Dois anos

Governo nega promover sessão de perguntas com plateia paga

Governo nega promover sessão de perguntas com plateia paga

O Governo assinala, este domingo, dois anos em funções com um Conselho de Ministros extraordinário em Aveiro, seguido de uma sessão em que o Executivo responde a questões colocadas por cidadãos, que está a gerar polémica.

Na sexta-feira, o executivo anunciou que as perguntas da sessão - prevista para as 15 horas deste domingo, na Reitoria da Universidade de Aveiro - serão elaboradas pelos cidadãos que participem num inquérito quantitativo de avaliação ao segundo ano do Governo, organizado pelo estabelecimento de ensino superior.

O jornal "Sol" noticiou, no sábado, que o Governo vai pagar 36.750 euros ao grupo de 50 cidadãos. O ministro do Planeamento e das Infraestruturas respondeu dizendo que as perguntas e a seleção dos participantes na sessão são da responsabilidade da Universidade de Aveiro, rejeitando que haja pessoas contratadas.

Na plataforma dos contratos públicos online, consta um contrato, no valor referido, referente à "aquisição de serviços de recrutamento de participantes para integrar um estudo quantitativo e uma sessão pública no âmbito da iniciativa de avaliação do segundo ano em funções do XXI Governo Constitucional", realizado com a Aximage Comunicação e Imagem Lda.

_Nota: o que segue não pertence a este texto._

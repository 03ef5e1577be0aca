//! Quartic extension `Fp4 = Fp2[v] / (v² - u)`.

use super::{Fp2, characteristic_power, pow_by_squaring};
use core::fmt;
use num_bigint::BigUint;
use num_traits::One;
use primefield::{Error, Modulus, Result};

/// Element `c0 + c1·v` of the quartic extension, where `v² = u`.
#[derive(Clone, PartialEq, Eq, Hash)]
pub struct Fp4 {
    c0: Fp2,
    c1: Fp2,
}

impl Fp4 {
    /// Create `c0 + c1·v`, checking that both coefficients share a prime field.
    pub fn new(c0: Fp2, c1: Fp2) -> Result<Self> {
        if c0.modulus() != c1.modulus() {
            return Err(Error::ModulusMismatch);
        }

        Ok(Self { c0, c1 })
    }

    /// `c0 + c1·v`, panicking if the coefficients belong to different prime fields.
    pub(crate) fn from_coefficients(c0: Fp2, c1: Fp2) -> Self {
        assert!(c0.modulus() == c1.modulus(), "coefficients of different prime fields");
        Self { c0, c1 }
    }

    /// Embed an element of the quadratic extension.
    pub fn from_fp2(c0: Fp2) -> Self {
        let c1 = Fp2::zero(c0.modulus());
        Self { c0, c1 }
    }

    /// The additive identity over `modulus`.
    pub fn zero(modulus: &Modulus) -> Self {
        Self::from_fp2(Fp2::zero(modulus))
    }

    /// The multiplicative identity over `modulus`.
    pub fn one(modulus: &Modulus) -> Self {
        Self::from_fp2(Fp2::one(modulus))
    }

    /// `v^e`, for any exponent.
    pub(crate) fn v_pow(modulus: &Modulus, e: &BigUint) -> Self {
        // v^(4(p - 1)) = 1, v^2k = u^k and v^(2k + 1) = u^k·v
        let order = (modulus.value() - BigUint::one()) << 2u32;
        let e = e % order;
        let half = &e >> 1u32;

        if e.bit(0) {
            Self {
                c0: Fp2::zero(modulus),
                c1: Fp2::u_pow(modulus, &half),
            }
        } else {
            Self::from_fp2(Fp2::u_pow(modulus, &half))
        }
    }

    /// Coefficient of `1`.
    pub fn c0(&self) -> &Fp2 {
        &self.c0
    }

    /// Coefficient of `v`.
    pub fn c1(&self) -> &Fp2 {
        &self.c1
    }

    /// Modulus of the underlying prime field.
    pub fn modulus(&self) -> &Modulus {
        self.c0.modulus()
    }

    /// Is this element zero?
    pub fn is_zero(&self) -> bool {
        self.c0.is_zero() && self.c1.is_zero()
    }

    /// Is this element one?
    pub fn is_one(&self) -> bool {
        self.c0.is_one() && self.c1.is_zero()
    }

    /// Add elements.
    pub fn add(&self, rhs: &Self) -> Self {
        Self {
            c0: self.c0.add(&rhs.c0),
            c1: self.c1.add(&rhs.c1),
        }
    }

    /// Subtract elements.
    pub fn subtract(&self, rhs: &Self) -> Self {
        Self {
            c0: self.c0.subtract(&rhs.c0),
            c1: self.c1.subtract(&rhs.c1),
        }
    }

    /// Negate element.
    pub fn negate(&self) -> Self {
        Self {
            c0: self.c0.negate(),
            c1: self.c1.negate(),
        }
    }

    /// Double element.
    pub fn double(&self) -> Self {
        Self {
            c0: self.c0.double(),
            c1: self.c1.double(),
        }
    }

    /// Multiply elements (Karatsuba).
    pub fn multiply(&self, rhs: &Self) -> Self {
        let t0 = self.c0.multiply(&rhs.c0);
        let t1 = self.c1.multiply(&rhs.c1);
        let cross = self
            .c0
            .add(&self.c1)
            .multiply(&rhs.c0.add(&rhs.c1))
            .subtract(&t0)
            .subtract(&t1);

        Self {
            c0: t0.add(&t1.mul_by_u()),
            c1: cross,
        }
    }

    /// Square element.
    pub fn square(&self) -> Self {
        let t0 = self.c0.square();
        let t1 = self.c1.square();

        Self {
            c0: t0.add(&t1.mul_by_u()),
            c1: self.c0.multiply(&self.c1).double(),
        }
    }

    /// Multiply by the generator `v`.
    pub fn mul_by_v(&self) -> Self {
        Self {
            c0: self.c1.mul_by_u(),
            c1: self.c0.clone(),
        }
    }

    /// Multiply by an element of the quadratic extension.
    pub fn mul_fp2(&self, rhs: &Fp2) -> Self {
        Self {
            c0: self.c0.multiply(rhs),
            c1: self.c1.multiply(rhs),
        }
    }

    /// Compute the multiplicative inverse as `(c0 - c1·v) / (c0² - u·c1²)`.
    pub fn invert(&self) -> Result<Self> {
        let norm = self.c0.square().subtract(&self.c1.square().mul_by_u());
        let norm_inv = norm.invert()?;

        Ok(Self {
            c0: self.c0.multiply(&norm_inv),
            c1: self.c1.multiply(&norm_inv).negate(),
        })
    }

    /// Divide by `rhs`.
    pub fn divide(&self, rhs: &Self) -> Result<Self> {
        Ok(self.multiply(&rhs.invert()?))
    }

    /// Compute `self^exp`.
    pub fn pow(&self, exp: &BigUint) -> Self {
        pow_by_squaring(
            self,
            Self::one(self.modulus()),
            exp,
            Self::square,
            Self::multiply,
        )
    }

    /// Compute `self^p`.
    pub fn frobenius(&self) -> Self {
        self.frobenius_map(1)
    }

    /// Compute `self^(p^k)`.
    pub fn frobenius_map(&self, k: u32) -> Self {
        let q = characteristic_power(self.modulus(), k);
        let c1 = Self::from_fp2(self.c1.frobenius_map(k))
            .multiply(&Self::v_pow(self.modulus(), &q));

        Self::from_fp2(self.c0.frobenius_map(k)).add(&c1)
    }

    /// Serialize as `c1 ‖ c0`.
    pub fn to_bytes(&self) -> Vec<u8> {
        let mut out = self.c1.to_bytes();
        out.extend_from_slice(&self.c0.to_bytes());
        out
    }

    /// Deserialize the encoding produced by [`Fp4::to_bytes`].
    pub fn from_bytes(modulus: &Modulus, bytes: &[u8]) -> Result<Self> {
        let len = 4 * modulus.byte_len();
        if bytes.len() != len {
            return Err(Error::InvalidLength {
                expected: len,
                actual: bytes.len(),
            });
        }

        let (hi, lo) = bytes.split_at(len / 2);
        Ok(Self {
            c0: Fp2::from_bytes(modulus, lo)?,
            c1: Fp2::from_bytes(modulus, hi)?,
        })
    }
}

primefield::impl_field_ops!(Fp4);

impl fmt::Debug for Fp4 {
    fn fmt(&self, f: &mut fmt::Formatter<'_>) -> fmt::Result {
        f.debug_struct("Fp4")
            .field("c0", &self.c0)
            .field("c1", &self.c1)
            .finish()
    }
}

impl fmt::LowerHex for Fp4 {
    fn fmt(&self, f: &mut fmt::Formatter<'_>) -> fmt::Result {
        write!(f, "{:x}{:x}", self.c1, self.c0)
    }
}

impl fmt::UpperHex for Fp4 {
    fn fmt(&self, f: &mut fmt::Formatter<'_>) -> fmt::Result {
        write!(f, "{:X}{:X}", self.c1, self.c0)
    }
}

#[cfg(test)]
mod tests {
    use super::Fp4;
    use crate::Fp2;
    use num_bigint::BigUint;
    use primefield::Modulus;

    // 181 ≡ 5 mod 8, so u is not a square in Fp2
    fn m() -> Modulus {
        Modulus::new(BigUint::from(181u32)).unwrap()
    }

    fn fp4(m: &Modulus, c: [u64; 4]) -> Fp4 {
        let fp2 = |a, b| Fp2::new(m.element_from_u64(a), m.element_from_u64(b)).unwrap();
        Fp4::new(fp2(c[0], c[1]), fp2(c[2], c[3])).unwrap()
    }

    #[test]
    fn v_squared_is_u() {
        let m = m();
        let v = Fp4::one(&m).mul_by_v();
        assert_eq!(v, fp4(&m, [0, 0, 1, 0]));
        assert_eq!(v.square(), Fp4::from_fp2(Fp2::u(&m)));
    }

    #[test]
    fn multiply_matches_schoolbook() {
        let m = m();
        let a = fp4(&m, [1, 2, 3, 4]);
        let b = fp4(&m, [100, 99, 5, 17]);

        let c0 = a.c0().multiply(b.c0()).add(&a.c1().multiply(b.c1()).mul_by_u());
        let c1 = a.c0().multiply(b.c1()).add(&a.c1().multiply(b.c0()));
        assert_eq!(a.multiply(&b), Fp4::new(c0, c1).unwrap());
        assert_eq!(a.square(), a.multiply(&a));
    }

    #[test]
    fn inverse() {
        let m = m();
        let a = fp4(&m, [7, 0, 3, 180]);
        assert!(a.multiply(&a.invert().unwrap()).is_one());
        assert!(Fp4::zero(&m).invert().is_err());
    }

    #[test]
    fn frobenius_matches_pow() {
        let m = m();
        let a = fp4(&m, [11, 22, 33, 44]);
        let p = BigUint::from(181u32);

        assert_eq!(a.frobenius(), a.pow(&p));
        assert_eq!(a.frobenius_map(2), a.frobenius().frobenius());
        assert_eq!(a.frobenius_map(4), a);
    }

    #[test]
    fn hex_formatting() {
        let a = fp4(&m(), [1, 0xb5 - 1, 0x0c, 0xad]);
        assert_eq!(format!("{a:x}"), "ad0cb401");
        assert_eq!(format!("{a:X}"), "AD0CB401");
    }
}
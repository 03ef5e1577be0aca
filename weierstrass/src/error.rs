//! Error types.

use core::fmt;

/// Curve and point errors.
#[derive(Clone, Copy, Debug, Eq, PartialEq)]
#[non_exhaustive]
pub enum Error {
    /// Points or coordinates belong to different curves.
    CurveMismatch,

    /// Coefficients describe a singular curve (`4a³ + 27b² = 0`).
    SingularCurve,

    /// Coordinates do not describe a valid point of the curve's group.
    InvalidPoint,

    /// Unknown leading tag byte in an encoded point.
    InvalidEncoding {
        /// The tag which was found.
        tag: u8,
    },

    /// Encoded point has the wrong length for its tag.
    InvalidLength {
        /// Number of bytes required.
        expected: usize,

        /// Number of bytes supplied.
        actual: usize,
    },

    /// The parity encoded in a hybrid point's tag does not match its `y` coordinate.
    ParityMismatch,

    /// Scalar has more bits than the multiplier accepts.
    ScalarTooLarge {
        /// Bit length of the scalar.
        bits: u64,

        /// Largest accepted bit length.
        max: u64,
    },

    /// Field arithmetic or encoding error.
    Field(primefield::Error),
}

impl fmt::Display for Error {
    fn fmt(&self, f: &mut fmt::Formatter<'_>) -> fmt::Result {
        match self {
            Error::CurveMismatch => write!(f, "points belong to different curves"),
            Error::SingularCurve => write!(f, "curve is singular"),
            Error::InvalidPoint => write!(f, "invalid point"),
            Error::InvalidEncoding { tag } => write!(f, "invalid point encoding tag 0x{tag:02x}"),
            Error::InvalidLength { expected, actual } => write!(
                f,
                "invalid encoded point length: expected {expected} bytes, got {actual}"
            ),
            Error::ParityMismatch => write!(f, "y-coordinate parity does not match encoding"),
            Error::ScalarTooLarge { bits, max } => {
                write!(f, "scalar has {bits} bits, at most {max} are supported")
            }
            Error::Field(err) => write!(f, "{err}"),
        }
    }
}

impl From<primefield::Error> for Error {
    fn from(err: primefield::Error) -> Self {
        Error::Field(err)
    }
}

impl std::error::Error for Error {
    fn source(&self) -> Option<&(dyn std::error::Error + 'static)> {
        match self {
            Error::Field(err) => Some(err),
            _ => None,
        }
    }
}

/// Result type.
pub type Result<T> = core::result::Result<T, Error>;
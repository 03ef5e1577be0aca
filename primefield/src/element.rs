//! Prime field elements.

pub(crate) mod sqrt;

use crate::{Error, Field, Modulus, Result};
use core::{
    fmt,
    hash::{Hash, Hasher},
};
use num_bigint::BigUint;
use num_traits::{One, Zero};

/// Element of the prime field `GF(p)`.
///
/// The value is always kept in canonical form, i.e. in `[0, p)`.
///
/// # Panics
///
/// Arithmetic between elements of different fields is a programming error and panics.
#[derive(Clone)]
pub struct FieldElement {
    modulus: Modulus,
    value: BigUint,
}

impl FieldElement {
    /// Create a field element, reducing `value` modulo the modulus.
    pub fn new(modulus: &Modulus, value: BigUint) -> Self {
        modulus.element(value)
    }

    pub(crate) fn from_canonical(modulus: Modulus, value: BigUint) -> Self {
        debug_assert!(&value < modulus.value());
        Self { modulus, value }
    }

    fn with_value(&self, value: BigUint) -> Self {
        Self {
            modulus: self.modulus.clone(),
            value,
        }
    }

    #[inline]
    fn p(&self) -> &BigUint {
        self.modulus.value()
    }

    #[inline]
    fn assert_same_field(&self, rhs: &Self) {
        assert!(
            self.modulus == rhs.modulus,
            "field elements have different moduli"
        );
    }

    /// The modulus of the field this element belongs to.
    pub fn modulus(&self) -> &Modulus {
        &self.modulus
    }

    /// Canonical integer value of this element.
    pub fn value(&self) -> &BigUint {
        &self.value
    }

    /// Is this element zero?
    pub fn is_zero(&self) -> bool {
        self.value.is_zero()
    }

    /// Is this element one?
    pub fn is_one(&self) -> bool {
        self.value.is_one()
    }

    /// Is the canonical value of this element odd?
    pub fn is_odd(&self) -> bool {
        self.value.bit(0)
    }

    /// Add elements.
    pub fn add(&self, rhs: &Self) -> Self {
        self.assert_same_field(rhs);
        let mut sum = &self.value + &rhs.value;

        if &sum >= self.p() {
            sum -= self.p();
        }

        self.with_value(sum)
    }

    /// Subtract elements.
    pub fn subtract(&self, rhs: &Self) -> Self {
        self.assert_same_field(rhs);

        if self.value >= rhs.value {
            self.with_value(&self.value - &rhs.value)
        } else {
            self.with_value(self.p() - (&rhs.value - &self.value))
        }
    }

    /// Multiply elements.
    pub fn multiply(&self, rhs: &Self) -> Self {
        self.assert_same_field(rhs);
        self.with_value((&self.value * &rhs.value) % self.p())
    }

    /// Divide by `rhs`, returning an error if `rhs` is zero.
    pub fn divide(&self, rhs: &Self) -> Result<Self> {
        Ok(self.multiply(&rhs.invert()?))
    }

    /// Negate element.
    pub fn negate(&self) -> Self {
        if self.is_zero() {
            self.clone()
        } else {
            self.with_value(self.p() - &self.value)
        }
    }

    /// Compute modular square.
    pub fn square(&self) -> Self {
        self.with_value((&self.value * &self.value) % self.p())
    }

    /// Double element (add it to itself).
    pub fn double(&self) -> Self {
        self.add(self)
    }

    /// Compute `self^exp`.
    pub fn pow(&self, exp: &BigUint) -> Self {
        self.with_value(self.value.modpow(exp, self.p()))
    }

    /// Compute field inversion: `1 / self`.
    ///
    /// Computed as `self^(p - 2)` in variable time.
    pub fn invert(&self) -> Result<Self> {
        if self.is_zero() {
            return Err(Error::NotInvertible);
        }

        let exp = self.p() - 2u32;
        Ok(self.pow(&exp))
    }

    /// Compute `self * b - x * y`.
    pub fn multiply_minus_product(&self, b: &Self, x: &Self, y: &Self) -> Self {
        self.assert_same_field(b);
        self.assert_same_field(x);
        self.assert_same_field(y);

        let ab = &self.value * &b.value;
        let xy = &x.value * &y.value;
        let p = self.p();

        // Lift into [0, p²) before subtracting so the difference stays non-negative.
        self.with_value(((ab + p * p) - xy) % p)
    }

    /// Compute `self * b + x * y`.
    pub fn multiply_plus_product(&self, b: &Self, x: &Self, y: &Self) -> Self {
        self.assert_same_field(b);
        self.assert_same_field(x);
        self.assert_same_field(y);
        self.with_value((&self.value * &b.value + &x.value * &y.value) % self.p())
    }

    /// Compute `self² - x * y`.
    pub fn square_minus_product(&self, x: &Self, y: &Self) -> Self {
        self.multiply_minus_product(self, x, y)
    }

    /// Compute `self² + x * y`.
    pub fn square_plus_product(&self, x: &Self, y: &Self) -> Self {
        self.multiply_plus_product(self, x, y)
    }

    /// Serialize as [`Modulus::byte_len`] big endian bytes.
    pub fn to_bytes(&self) -> Vec<u8> {
        let len = self.modulus.byte_len();
        let raw = self.value.to_bytes_be();
        let mut out = vec![0u8; len];
        out[len - raw.len()..].copy_from_slice(&raw);
        out
    }

    /// Serialize as [`Modulus::word_len`] little endian 32-bit words.
    pub fn to_words(&self) -> Vec<u32> {
        let mut words = self.value.to_u32_digits();
        words.resize(self.modulus.word_len(), 0);
        words
    }
}

impl Field for FieldElement {
    fn zero(&self) -> Self {
        self.modulus.zero()
    }

    fn one(&self) -> Self {
        self.modulus.one()
    }

    fn is_zero(&self) -> bool {
        FieldElement::is_zero(self)
    }

    fn is_one(&self) -> bool {
        FieldElement::is_one(self)
    }

    fn same_field(&self, other: &Self) -> bool {
        self.modulus == other.modulus
    }

    fn add(&self, rhs: &Self) -> Self {
        FieldElement::add(self, rhs)
    }

    fn subtract(&self, rhs: &Self) -> Self {
        FieldElement::subtract(self, rhs)
    }

    fn multiply(&self, rhs: &Self) -> Self {
        FieldElement::multiply(self, rhs)
    }

    fn negate(&self) -> Self {
        FieldElement::negate(self)
    }

    fn invert(&self) -> Result<Self> {
        FieldElement::invert(self)
    }

    fn divide(&self, rhs: &Self) -> Result<Self> {
        FieldElement::divide(self, rhs)
    }

    fn square(&self) -> Self {
        FieldElement::square(self)
    }

    fn double(&self) -> Self {
        FieldElement::double(self)
    }

    fn multiply_minus_product(&self, b: &Self, x: &Self, y: &Self) -> Self {
        FieldElement::multiply_minus_product(self, b, x, y)
    }

    fn multiply_plus_product(&self, b: &Self, x: &Self, y: &Self) -> Self {
        FieldElement::multiply_plus_product(self, b, x, y)
    }

    fn square_minus_product(&self, x: &Self, y: &Self) -> Self {
        FieldElement::square_minus_product(self, x, y)
    }

    fn square_plus_product(&self, x: &Self, y: &Self) -> Self {
        FieldElement::square_plus_product(self, x, y)
    }

    fn field_bits(&self) -> u64 {
        self.modulus.bits()
    }

    fn word_len(&self) -> usize {
        self.modulus.word_len()
    }

    fn to_words(&self) -> Vec<u32> {
        FieldElement::to_words(self)
    }

    fn from_words(&self, words: &[u32]) -> Self {
        self.modulus.element_from_words(words)
    }
}

crate::impl_field_ops!(FieldElement);

impl PartialEq for FieldElement {
    fn eq(&self, other: &Self) -> bool {
        self.modulus == other.modulus && self.value == other.value
    }
}

impl Eq for FieldElement {}

impl Hash for FieldElement {
    fn hash<H: Hasher>(&self, state: &mut H) {
        self.modulus.hash(state);
        self.value.hash(state);
    }
}

impl fmt::Debug for FieldElement {
    fn fmt(&self, f: &mut fmt::Formatter<'_>) -> fmt::Result {
        write!(f, "FieldElement(0x{self:X})")
    }
}

impl fmt::Display for FieldElement {
    fn fmt(&self, f: &mut fmt::Formatter<'_>) -> fmt::Result {
        write!(f, "{self:X}")
    }
}

impl fmt::LowerHex for FieldElement {
    fn fmt(&self, f: &mut fmt::Formatter<'_>) -> fmt::Result {
        for byte in self.to_bytes() {
            write!(f, "{byte:02x}")?;
        }
        Ok(())
    }
}

impl fmt::UpperHex for FieldElement {
    fn fmt(&self, f: &mut fmt::Formatter<'_>) -> fmt::Result {
        for byte in self.to_bytes() {
            write!(f, "{byte:02X}")?;
        }
        Ok(())
    }
}
//! sm2 `FieldElement` benchmarks

use criterion::{criterion_group, criterion_main};

fn elements() -> (primefield::FieldElement, primefield::FieldElement) {
    let modulus = sm2::curve().modulus().clone();
    let (x, y) = sm2::GENERATOR;
    (
        modulus.element_from_bytes(&x).unwrap(),
        modulus.element_from_bytes(&y).unwrap(),
    )
}

primefield::bench_field!(bench_field, "FieldElement", elements().0, elements().1);
criterion_group!(benches, bench_field);
criterion_main!(benches);
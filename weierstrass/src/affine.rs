//! Affine points detached from a curve.

use primefield::Field;

/// Point in affine coordinates which does not reference a curve.
///
/// Detached points compare by coordinates only. Attach one to a curve with
/// [`Curve::import_affine`][`crate::Curve::import_affine`], which validates it.
#[derive(Clone, Debug, Eq, Hash, PartialEq)]
pub struct AffinePoint<F: Field> {
    coordinates: Option<(F, F)>,
}

impl<F: Field> AffinePoint<F> {
    /// Additive identity of the group a.k.a. the point at infinity.
    pub fn identity() -> Self {
        Self { coordinates: None }
    }

    /// Detached point with the given coordinates. No validation is performed.
    pub fn new(x: F, y: F) -> Self {
        Self {
            coordinates: Some((x, y)),
        }
    }

    /// Is this point the point at infinity?
    pub fn is_identity(&self) -> bool {
        self.coordinates.is_none()
    }

    /// `x` coordinate, `None` for the identity.
    pub fn x(&self) -> Option<&F> {
        self.coordinates.as_ref().map(|(x, _)| x)
    }

    /// `y` coordinate, `None` for the identity.
    pub fn y(&self) -> Option<&F> {
        self.coordinates.as_ref().map(|(_, y)| y)
    }

    /// Both coordinates, `None` for the identity.
    pub fn coordinates(&self) -> Option<(&F, &F)> {
        self.coordinates.as_ref().map(|(x, y)| (x, y))
    }
}

impl<F: Field> Default for AffinePoint<F> {
    fn default() -> Self {
        Self::identity()
    }
}
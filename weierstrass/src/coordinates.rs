//! Coordinate systems.

use primefield::Field;

/// Internal representation used for the points of a curve.
///
/// The coordinate system is a property of the curve: every point of a curve uses the same one.
#[derive(Clone, Copy, Debug, Default, Eq, Hash, PartialEq)]
pub enum CoordinateSystem {
    /// Affine `(x, y)`.
    Affine,

    /// Homogeneous projective `(X, Y, Z)` representing `(X/Z, Y/Z)`.
    Homogeneous,

    /// Jacobian `(X, Y, Z)` representing `(X/Z², Y/Z³)`.
    Jacobian,

    /// Jacobian `(X, Y, Z)` which also carries `W = aZ⁴` for faster doubling.
    #[default]
    JacobianModified,
}

impl CoordinateSystem {
    /// Number of auxiliary coordinates carried next to `X` and `Y`.
    pub fn aux_len(self) -> usize {
        match self {
            Self::Affine => 0,
            Self::Homogeneous | Self::Jacobian => 1,
            Self::JacobianModified => 2,
        }
    }

    /// Auxiliary coordinates of a normalized point, i.e. `Z = 1`.
    pub(crate) fn normalized_zs<F: Field>(self, a: &F) -> Vec<F> {
        match self {
            Self::Affine => Vec::new(),
            Self::Homogeneous | Self::Jacobian => vec![a.one()],
            Self::JacobianModified => vec![a.one(), a.clone()],
        }
    }

    /// Auxiliary coordinates of the identity, i.e. `Z = 0`.
    pub(crate) fn identity_zs<F: Field>(self, a: &F) -> Vec<F> {
        vec![a.zero(); self.aux_len()]
    }
}
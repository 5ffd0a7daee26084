//! Session context shared by the transport and the router
//!
//! Holds three pieces of client state:
//! - cookie-style credential store (the `token` key), optionally persisted
//! - session-scoped storage for the menu/permission/route artifacts
//! - the "dynamic routes installed" flag
//!
//! Session storage never touches disk; it lives as long as the process.

use std::collections::HashMap;
use std::fs;
use std::path::{Path, PathBuf};
use std::sync::atomic::{AtomicBool, Ordering};
use std::sync::Arc;
use tokio::sync::RwLock;

/// Cookie key of the session credential
pub const TOKEN_KEY: &str = "token";
/// Session storage key of the raw server menu list (JSON)
pub const MENU_LIST_KEY: &str = "menuList";
/// Session storage key of the flattened permission list (JSON)
pub const PERMISSIONS_KEY: &str = "permissions";
/// Session storage key of the synthesized dynamic route descriptors (JSON)
pub const DYNAMIC_MENU_ROUTES_KEY: &str = "dynamicMenuRoutes";

const CREDENTIALS_FILE: &str = "credentials.json";

/// True when the value has no non-whitespace character
pub fn is_blank(value: &str) -> bool {
    value.chars().all(char::is_whitespace)
}

pub struct Session {
    cookies: RwLock<HashMap<String, String>>,
    storage: RwLock<HashMap<String, String>>,
    routes_installed: AtomicBool,
    data_dir: Option<PathBuf>,
}

pub type SharedSession = Arc<Session>;

impl Session {
    /// In-memory session (nothing persisted)
    pub fn new() -> Self {
        Self {
            cookies: RwLock::new(HashMap::new()),
            storage: RwLock::new(HashMap::new()),
            routes_installed: AtomicBool::new(false),
            data_dir: None,
        }
    }

    /// Session whose cookies survive restarts in `data_dir/credentials.json`
    pub fn with_persistence(data_dir: PathBuf) -> Self {
        let cookies = Self::load_from_disk(&data_dir);
        Self {
            cookies: RwLock::new(cookies),
            storage: RwLock::new(HashMap::new()),
            routes_installed: AtomicBool::new(false),
            data_dir: Some(data_dir),
        }
    }

    pub fn shared(self) -> SharedSession {
        Arc::new(self)
    }

    fn credentials_file(data_dir: &Path) -> PathBuf {
        data_dir.join(CREDENTIALS_FILE)
    }

    fn load_from_disk(data_dir: &Path) -> HashMap<String, String> {
        let path = Self::credentials_file(data_dir);
        if let Ok(content) = fs::read_to_string(&path) {
            if let Ok(cookies) = serde_json::from_str(&content) {
                return cookies;
            }
            tracing::warn!("Ignoring unreadable credentials file {}", path.display());
        }
        HashMap::new()
    }

    async fn save_to_disk(&self) {
        let Some(data_dir) = &self.data_dir else {
            return;
        };
        let cookies = self.cookies.read().await;
        let path = Self::credentials_file(data_dir);

        if let Some(parent) = path.parent() {
            let _ = fs::create_dir_all(parent);
        }

        match serde_json::to_string_pretty(&*cookies) {
            Ok(json) => {
                if let Err(e) = fs::write(&path, json) {
                    tracing::warn!("Failed to persist credentials: {}", e);
                }
            }
            Err(e) => tracing::warn!("Failed to serialize credentials: {}", e),
        }
    }

    // =========================================================================
    // Credential
    // =========================================================================

    /// Current session credential, if any (may be blank)
    pub async fn token(&self) -> Option<String> {
        self.cookies.read().await.get(TOKEN_KEY).cloned()
    }

    /// Store the credential issued at login
    pub async fn set_token(&self, token: impl Into<String>) {
        self.cookies
            .write()
            .await
            .insert(TOKEN_KEY.to_string(), token.into());
        self.save_to_disk().await;
    }

    /// Whether a usable (present, non-blank) credential is held
    pub async fn has_credential(&self) -> bool {
        self.token()
            .await
            .map(|token| !is_blank(&token))
            .unwrap_or(false)
    }

    /// Drop all session-scoped authentication state.
    ///
    /// Removes the credential and resets the installed flag so the next
    /// session fetches its menu again.
    pub async fn clear_login_info(&self) {
        self.cookies.write().await.remove(TOKEN_KEY);
        self.routes_installed.store(false, Ordering::SeqCst);
        self.save_to_disk().await;
        tracing::info!("Session login info cleared");
    }

    // =========================================================================
    // Installed flag
    // =========================================================================

    pub fn routes_installed(&self) -> bool {
        self.routes_installed.load(Ordering::SeqCst)
    }

    pub fn mark_routes_installed(&self) {
        self.routes_installed.store(true, Ordering::SeqCst);
    }

    // =========================================================================
    // Session storage
    // =========================================================================

    pub async fn get_item(&self, key: &str) -> Option<String> {
        self.storage.read().await.get(key).cloned()
    }

    pub async fn set_item(&self, key: &str, value: impl Into<String>) {
        self.storage
            .write()
            .await
            .insert(key.to_string(), value.into());
    }

    pub async fn remove_item(&self, key: &str) {
        self.storage.write().await.remove(key);
    }

    /// Persisted permission list (empty when absent or malformed)
    pub async fn permissions(&self) -> Vec<String> {
        self.get_item(PERMISSIONS_KEY)
            .await
            .and_then(|raw| serde_json::from_str(&raw).ok())
            .unwrap_or_default()
    }

    /// Whether the session holds the given permission key
    pub async fn is_auth(&self, permission: &str) -> bool {
        self.permissions().await.iter().any(|p| p == permission)
    }
}

impl Default for Session {
    fn default() -> Self {
        Self::new()
    }
}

Um segundo contrato, este no valor de 19 mil euros, foi realizado com a Universidade de Aveiro tendo como objeto a "aquisição de serviços de desenho, realização de estudo quantitativo e moderação do grupo de inquiridos" no âmbito da mesma iniciativa.

O PSD e o CDS-PP já desafiaram, entretanto, o Governo a cancelar a sessão de perguntas, com o deputado do PSD Luís Montenegro a considerar que se trata de uma "encenação vergonhosa", "imoral, indigna e de uma ligeireza total".

Pelo CDS-PP, a líder do partido, Assunção Cristas, afirmou que se o executivo liderado por António Costa "tivesse um pingo de vergonha" cancelaria a sessão que organizou em Aveiro com recurso a pessoas alegadamente contratadas.

O PCP, num curto comunicado divulgado no sábado à noite, considerou que a realização de estudos de avaliação da ação do Governo deve ter "como preocupação e prioridade" a resposta aos problemas da população e do país, sendo "criticável a sua transformação em atos de promoção pública".

O Governo convocou um Conselho de Ministros a realizar-se a partir das 11 horas, em Aveiro, estando a sessão com o painel de cidadãos prevista para se iniciar às 15 horas.

O executivo liderado por António Costa tomou posse há dois anos, depois de ter assinado acordos com o BE, PCP e PEV que lhe deram apoio parlamentar.